In a 2019 study by datafloq, 6 sectors were identified where the adoption of AI had been the most prolific, namely;
- Healthcare – where efforts have focused around having access to remote digital advice and medical consulting, assisted surgery, and management of records
- Education – here development has primarily focused on AI-enabled scheduling for parent-teacher check-ins
- Marketing – as more and more consumers use online channels to learn about products, the more significant the role of AI has become in targeting the right offers to the most receptive audience
- Retail & eCommerce – where the first wave AI is still very much in play, with recommendations forming a large part of driving sales e.g., others like you also found this useful
- Financial Services – banks were rapid to adopt automation several years ago to make more homogenous and repetitive tasks more cost-effective to execute.
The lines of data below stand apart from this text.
// SPDX-License-Identifier: AGPL-3.0-or-later
//
// Copyright (C) 2026 Relational Network

//! # Runtime Configuration
//!
//! This module defines environment variable names and default values used
//! throughout the daemon. Configuration is loaded from the environment
//! once at startup.
//!
//! ## Environment Variables
//!
//! | Variable | Description | Default |
//! |----------|-------------|---------|
//! | `DATA_DIR` | Root directory for the secret slot and snapshot | `./data` |
//! | `HOST` | Control API bind address | `127.0.0.1` |
//! | `PORT` | Control API bind port | `8787` |
//! | `SOLANA_RPC_URL` | JSON-RPC endpoint | `https://mainnet.helius-rpc.com/` |
//! | `SOLANA_RPC_API_KEY` | Appended as `api-key` query parameter | Optional |
//! | `JUPITER_API_URL` | Aggregator, price and lend REST base | `https://api.jup.ag` |
//! | `JUPITER_API_KEY` | Sent as `x-api-key` header | Optional |
//! | `SYNC_INTERVAL_SECS` | Portfolio poll interval | `15` |
//! | `QUOTE_INTERVAL_SECS` | Quote poll interval | `15` |
//! | `HTTP_TIMEOUT_SECS` | Timeout of every outbound HTTP request | `30` |
//! | `LOG_FORMAT` | Logging format (`json` or `pretty`) | `pretty` |
//! | `RUST_LOG` | Log level filter | `info,tower_http=debug` |

use std::net::SocketAddr;
use std::path::PathBuf;
use std::time::Duration;

use tracing::warn;

use crate::blockchain::NetworkConfig;
use crate::logging::LogFormat;
use crate::storage::paths::DATA_ROOT;

/// Root directory of local storage.
///
/// Holds `wallet/secret` (mode 0600) and `portfolio/snapshot.json`.
pub const DATA_DIR_ENV: &str = "DATA_DIR";

pub const HOST_ENV: &str = "HOST";
pub const PORT_ENV: &str = "PORT";

/// JSON-RPC endpoint of the Solana node.
pub const SOLANA_RPC_URL_ENV: &str = "SOLANA_RPC_URL";
pub const SOLANA_RPC_API_KEY_ENV: &str = "SOLANA_RPC_API_KEY";

/// Base URL shared by the aggregator, price and lend APIs.
pub const JUPITER_API_URL_ENV: &str = "JUPITER_API_URL";
pub const JUPITER_API_KEY_ENV: &str = "JUPITER_API_KEY";

pub const SYNC_INTERVAL_ENV: &str = "SYNC_INTERVAL_SECS";
pub const QUOTE_INTERVAL_ENV: &str = "QUOTE_INTERVAL_SECS";
pub const HTTP_TIMEOUT_ENV: &str = "HTTP_TIMEOUT_SECS";

pub const LOG_FORMAT_ENV: &str = "LOG_FORMAT";

pub const DEFAULT_HOST: &str = "127.0.0.1";
pub const DEFAULT_PORT: u16 = 8787;
pub const DEFAULT_SOLANA_RPC_URL: &str = "https://mainnet.helius-rpc.com/";
pub const DEFAULT_JUPITER_API_URL: &str = "https://api.jup.ag";
pub const DEFAULT_SYNC_INTERVAL_SECS: u64 = 15;
pub const DEFAULT_QUOTE_INTERVAL_SECS: u64 = 15;
pub const DEFAULT_HTTP_TIMEOUT_SECS: u64 = 30;

/// Errors that make the configuration unusable.
#[derive(Debug, thiserror::Error)]
pub enum ConfigError {
    #[error("Invalid bind address {0}")]
    BindAddress(String),

    #[error("Invalid URL in {var}: {reason}")]
    Url { var: &'static str, reason: String },
}

/// Daemon settings.
#[derive(Debug, Clone)]
pub struct Settings {
    pub data_dir: PathBuf,
    pub bind_addr: SocketAddr,
    pub network: NetworkConfig,
    pub jupiter_api_url: String,
    pub jupiter_api_key: Option<String>,
    pub sync_interval: Duration,
    pub quote_interval: Duration,
    pub http_timeout: Duration,
    pub log_format: LogFormat,
}

impl Settings {
    /// Load settings from the process environment.
    pub fn from_env() -> Result<Self, ConfigError> {
        Self::from_lookup(|name| std::env::var(name).ok())
    }

    /// Load settings through `lookup`, which returns the value of a variable.
    pub fn from_lookup(lookup: impl Fn(&str) -> Option<String>) -> Result<Self, ConfigError> {
        let var = |name: &str| lookup(name).filter(|v| !v.trim().is_empty());

        let host = var(HOST_ENV).unwrap_or_else(|| DEFAULT_HOST.to_string());
        let port = parse_or(&lookup, PORT_ENV, DEFAULT_PORT);
        let bind_addr: SocketAddr = format!("{host}:{port}")
            .parse()
            .map_err(|_| ConfigError::BindAddress(format!("{host}:{port}")))?;

        let rpc_url = var(SOLANA_RPC_URL_ENV).unwrap_or_else(|| DEFAULT_SOLANA_RPC_URL.to_string());
        let network = NetworkConfig::mainnet(&rpc_url, var(SOLANA_RPC_API_KEY_ENV).as_deref())
            .map_err(|e| ConfigError::Url {
                var: SOLANA_RPC_URL_ENV,
                reason: e.to_string(),
            })?;

        let jupiter_api_url =
            var(JUPITER_API_URL_ENV).unwrap_or_else(|| DEFAULT_JUPITER_API_URL.to_string());
        url::Url::parse(&jupiter_api_url).map_err(|e| ConfigError::Url {
            var: JUPITER_API_URL_ENV,
            reason: e.to_string(),
        })?;

        Ok(Self {
            data_dir: var(DATA_DIR_ENV)
                .map(PathBuf::from)
                .unwrap_or_else(|| PathBuf::from(DATA_ROOT)),
            bind_addr,
            network,
            jupiter_api_url,
            jupiter_api_key: var(JUPITER_API_KEY_ENV),
            sync_interval: Duration::from_secs(parse_or(
                &lookup,
                SYNC_INTERVAL_ENV,
                DEFAULT_SYNC_INTERVAL_SECS,
            )),
            quote_interval: Duration::from_secs(parse_or(
                &lookup,
                QUOTE_INTERVAL_ENV,
                DEFAULT_QUOTE_INTERVAL_SECS,
            )),
            http_timeout: Duration::from_secs(parse_or(
                &lookup,
                HTTP_TIMEOUT_ENV,
                DEFAULT_HTTP_TIMEOUT_SECS,
            )),
            log_format: LogFormat::parse(var(LOG_FORMAT_ENV).as_deref()),
        })
    }
}

/// Parse a numeric variable, falling back to `default` with a warning.
fn parse_or<T>(lookup: &impl Fn(&str) -> Option<String>, name: &str, default: T) -> T
where
    T: std::str::FromStr + Copy + std::fmt::Display,
{
    match lookup(name) {
        None => default,
        Some(raw) if raw.trim().is_empty() => default,
        Some(raw) => match raw.trim().parse() {
            Ok(value) => value,
            Err(_) => {
                warn!(var = name, value = %raw, default = %default, "Unparseable value; using default");
                default
            }
        },
    }
}
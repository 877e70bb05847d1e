// SPDX-License-Identifier: AGPL-3.0-or-later
//
// Copyright (C) 2026 Relational Network

//! Solace Wallet - Self-Custodial Solana Portfolio & Swap Daemon
//!
//! Keeps a local, category-partitioned portfolio view in sync with the
//! chain, a price feed and a lending feed, and executes swaps through an
//! external quote aggregator. The signing key stays inside the session.
//!
//! ## Modules
//!
//! - `api` - Local control API (Axum)
//! - `blockchain` - Solana JSON-RPC client, transaction building and signing
//! - `providers` - Price, lending and quote aggregator clients
//! - `portfolio` - Periodic sync engine and published balance views
//! - `swap` - Quote polling, commit and optimistic patching
//! - `session` - Wallet session owning the key and its tasks
//! - `storage` - Secret slot and portfolio snapshot on local disk
//! - `tokens` - Static token registry and valuation types

pub mod api;
pub mod blockchain;
pub mod config;
pub mod error;
pub mod logging;
pub mod portfolio;
pub mod providers;
pub mod session;
pub mod state;
pub mod storage;
pub mod swap;
pub mod tokens;
impl HttpTransport {
    pub fn new(network: &NetworkConfig, timeout: Duration) -> Result<Self, ChainError> {
        let http = Client::builder()
            .timeout(timeout)
            .build()
            .map_err(|e| ChainError::Network(format!("failed to build HTTP client: {e}")))?;
        Ok(Self {
            url: network.rpc_url.clone(),
            http,
        })
    }
}

#[async_trait]
impl RpcTransport for HttpTransport {
    async fn post(&self, body: Value) -> Result<Value, ChainError> {
        let response = self
            .http
            .post(self.url.clone())
            .json(&body)
            .send()
            .await
            .map_err(|e| ChainError::Network(format!("POST rpc failed: {e}")))?;

        if !response.status().is_success() {
            let status = response.status();
            let body = response.text().await.unwrap_or_default();
            return Err(ChainError::Network(format!("rpc returned {status}: {body}")));
        }

        response
            .json()
            .await
            .map_err(|e| ChainError::Parse(format!("rpc invalid JSON: {e}")))
    }
}

/// Solana chain client.
pub struct ChainClient {
    transport: Arc<dyn RpcTransport>,
    next_id: AtomicU64,
}

impl ChainClient {
    /// Create a client over the given transport.
    pub fn new(transport: Arc<dyn RpcTransport>) -> Self {
        Self {
            transport,
            next_id: AtomicU64::new(1),
        }
    }

    /// Create an HTTPS client for the given network.
    pub fn connect(network: &NetworkConfig, timeout: Duration) -> Result<Self, ChainError> {
        Ok(Self::new(Arc::new(HttpTransport::new(network, timeout)?)))
    }

    /// Issue one JSON-RPC call and decode its bare `result`.
    pub async fn call<T: DeserializeOwned>(&self, method: &str, params: Value) -> Result<T, ChainError> {
        let id = self.next_id.fetch_add(1, Ordering::Relaxed);
        let request = RpcRequest::new(id, method, params);
        let body = serde_json::to_value(&request)
            .map_err(|e| ChainError::Parse(format!("serialize {method}: {e}")))?;

        let raw = self.transport.post(body).await?;
        let response: RpcResponse = serde_json::from_value(raw)
            .map_err(|e| ChainError::Parse(format!("{method} envelope: {e}")))?;

        if let Some(err) = response.error {
            return Err(ChainError::Rpc {
                code: err.code,
                message: err.message,
            });
        }
        let result = response
            .result
            .ok_or_else(|| ChainError::Parse(format!("{method}: missing result")))?;
        serde_json::from_value(result).map_err(|e| ChainError::Parse(format!("{method} result: {e}")))
    }

    /// Issue a call whose result is wrapped in `{context, value}`.
    pub async fn call_value<T: DeserializeOwned>(&self, method: &str, params: Value) -> Result<T, ChainError> {
        let wrapped: RpcContextual<T> = self.call(method, params).await?;
        Ok(wrapped.value)
    }

    /// Native balance in lamports.
    pub async fn get_balance(&self, owner: &Pubkey) -> Result<u64, ChainError> {
        self.call_value(
            "getBalance",
            json!([owner.to_string(), {"commitment": "finalized"}]),
        )
        .await
    }

    /// Token accounts of `owner` under one token program.
    pub async fn get_token_accounts(
        &self,
        owner: &Pubkey,
        program_id: &str,
    ) -> Result<Vec<TokenAccountEntry>, ChainError> {
        self.call_value(
            "getTokenAccountsByOwner",
            json!([
                owner.to_string(),
                {"programId": program_id},
                {"commitment": "finalized", "encoding": "jsonParsed"}
            ]),
        )
        .await
    }

    /// Latest blockhash as raw bytes.
    pub async fn get_latest_blockhash(&self) -> Result<[u8; 32], ChainError> {
        let latest: LatestBlockhash = self
            .call_value("getLatestBlockhash", json!([{"commitment": "finalized"}]))
            .await?;
        let bytes = bs58::decode(&latest.blockhash)
            .into_vec()
            .map_err(|e| ChainError::Parse(format!("blockhash: {e}")))?;
        bytes
            .try_into()
            .map_err(|_| ChainError::Parse("blockhash is not 32 bytes".into()))
    }

    /// Submit a signed transaction; returns its signature.
    pub async fn send_transaction(&self, signed_tx: &[u8]) -> Result<String, ChainError> {
        let encoded = base64::engine::general_purpose::STANDARD.encode(signed_tx);
        self.call("sendTransaction", json!([encoded, {"encoding": "base64"}]))
            .await
    }

    /// All registered balances of `owner`.
    ///
    /// Token accounts are queried under both program families and unioned;
    /// accounts whose mint is not registered are dropped. The native balance
    /// is appended exactly once as `lamports / 1e9`.
    pub async fn get_wallet_balances(&self, owner: &Pubkey) -> Result<Vec<TokenBalance>, ChainError> {
        let mut balances = Vec::new();
        for program_id in TOKEN_PROGRAM_FAMILIES {
            let accounts = self.get_token_accounts(owner, program_id).await?;
            debug!(program_id, count = accounts.len(), "Fetched token accounts");
            balances.extend(accounts.into_iter().filter_map(|entry| {
                let info = entry.account.data.parsed.info;
                registry::by_mint(&info.mint)
                    .map(|token| TokenBalance::new(token, info.token_amount.ui_value()))
            }));
        }

        let lamports = self.get_balance(owner).await?;
        balances.push(TokenBalance::new(
            registry::native(),
            lamports as f64 / LAMPORTS_PER_SOL,
        ));
        Ok(balances)
    }

    /// Transfer `amount` of `token` to `recipient`.
    ///
    /// SPL tokens move between the associated accounts of sender and
    /// recipient with `TransferChecked`; the native asset uses a system
    /// transfer.
    pub async fn transfer(
        &self,
        keys: &WalletKeyStore,
        token: &TokenDescriptor,
        recipient: &Pubkey,
        amount: f64,
    ) -> Result<String, ChainError> {
        let raw = token.to_raw(amount)?;
        if raw == 0 {
            return Err(ChainError::InvalidAmount(format!("{amount} rounds to zero")));
        }
        let owner = keys.pubkey();

        let instruction = if token.is_native() {
            system_transfer(owner, *recipient, raw)
        } else {
            let mint = token.mint_pubkey()?;
            let program = token.program_pubkey()?;
            let source = derive_ata(&owner, &mint, &program)?;
            let destination = derive_ata(recipient, &mint, &program)?;
            transfer_checked(program, source, mint, destination, owner, raw, token.decimals)
        };

        let signature = self.sign_and_send(keys, instruction).await?;
        info!(
            symbol = token.symbol,
            recipient = %recipient,
            raw_amount = raw,
            signature = %signature,
            "Transfer submitted"
        );
        Ok(signature)
    }

    /// Create the wallet's associated account for `token`.
    ///
    /// XSTOCK tokens live under the extension program, everything else
    /// under the legacy token program.
    pub async fn create_account(
        &self,
        keys: &WalletKeyStore,
        token: &TokenDescriptor,
    ) -> Result<String, ChainError> {
        if token.is_native() {
            return Err(ChainError::InvalidAddress(
                "the native asset has no token account".into(),
            ));
        }
        let owner = keys.pubkey();
        let mint = token.mint_pubkey()?;
        let program = token.category.account_program();
        let instruction = create_associated_token_account(owner, owner, mint, program)?;

        let signature = self.sign_and_send(keys, instruction).await?;
        info!(
            symbol = token.symbol,
            program = %program,
            signature = %signature,
            "Token account creation submitted"
        );
        Ok(signature)
    }

    async fn sign_and_send(&self, keys: &WalletKeyStore, instruction: Instruction) -> Result<String, ChainError> {
        let blockhash = self.get_latest_blockhash().await?;
        let message = compile_message(&keys.pubkey(), &[instruction], &blockhash);
        let signed = keys.sign(&message.to_unsigned_transaction())?;
        self.send_transaction(&signed).await
    }
}

#[async_trait]
impl BalanceSource for ChainClient {
    async fn fetch_balances(&self, owner: &Pubkey) -> Result<Vec<TokenBalance>, ChainError> {
        self.get_wallet_balances(owner).await
    }
}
Now the next wave of intelligent automation has become more popular as a mechanism to improve operating model economics
If we switch our focus to Financial Services, AI adoption is outstripping any other non-manufacturing sector, with players using the technology to solve real business issues. Here we examine the top 6 use cases across banking where AI is making a difference. Each area has been selected based on the size of the issue, cost of executing the process, the ability to positively impact the customer experience, and lastly, the ability to drive significant cost savings to a bank or financial services provider
1.KYC/KYB/AML and Customer Onboarding– This process, which is key to onboarding customers for any regulated banking product, still seems a challenge for incumbent banks. The process is still document-hungry, and the checks undertaken to determine a person is who they say they are, have not changed for several years. AI can help streamline this process by allowing for verification techniques like facial recognition, or automation of document uploading, using OCR to pre-populate application data as well as proving verification of identity
2. Anti-Money Laundering (AML) – Transaction monitoring has always been a challenge for full-service banks. The primary issue is false positives, where genuine transactions are flagged as suspicious. Outside of the inconvenience for the customers, these transactions are costly to process. AI can play a vital role in addressing this long-standing pain point by helping banks move from rule-based analysis to more risk-based assessments
3. Servicing queries– Servicing is such a critical part of any banking experience, but due to the under-investment in communication channels, voice servicing has become expensive. The cost of servicing becomes more uneconomic when a simple transaction such as balance checking or getting information on transactions can be undertaken in a digital self-service environment. AI utilised appropriately can help to drive more efficiency when dealing with customer queries, by using a combination of chat-bots, dynamic FAQs and Robo-advisory
4. Collections– The post-pandemic climate is expected to be more delinquency-prone than we have seen in the previous few years. This then brings about the challenge of Collections after customers default on loan payments or other products. Using AI, setting, and executing a first, second, and third line of defence strategy becomes less labour intensive. Here data can be used to determine the best channel, time of day, and communication style that will yield the best opportunity to collect overdue payments
5. Fraud– Another expensive area for banks is Fraud, especially as more and more interactions are taking place remotely, enabling newer forms of Fraud to emerge. AI can help to prevent, as well as identify Fraud, through analysing customer behaviour in real-time to determine what activity looks out of kilter with normal behaviour. The accuracy, and hence ability to avoid false-positives, can also be improved over time by looking at more of the second and third-party data available to not only support in assessing valid transactions, but also make identity verification stronger through biometric-based techniques
6. Underwriting– For any onboarding process, where it is for a current account, credit card, loan, or mortgage, underwriting is usually the longest part of the process. In some cases, we have seen onboarding take as long as 12 days to complete in the UK because the underwriting process has been manual. This timeline is driven by the need to have someone physically eyeball information, create a risk report, and then assess all that information alongside a scorecard, and then decide to “accept” or “reject”. In this regard, if we think about document management, information processing, and generating decisions as largely rule-based, then machine learning can make a significant difference to the time it takes to structure the data and then support decision making. These techniques allow onboarding timescales to be reduced drastically, as well as allowing for real-time decision making, caters for a much better customer experience, as well as a low-cost one
In summary, if re-designed and automated intelligently, all these areas have a real ability to move the dial on improving both customer experience and reduce the operating cost. The savings here are significant, i.e., savings over 30% (based on my experience of working with banks across the globe)… which, in this economic climate, would be a sensible thing to consider as part of any banking strategy.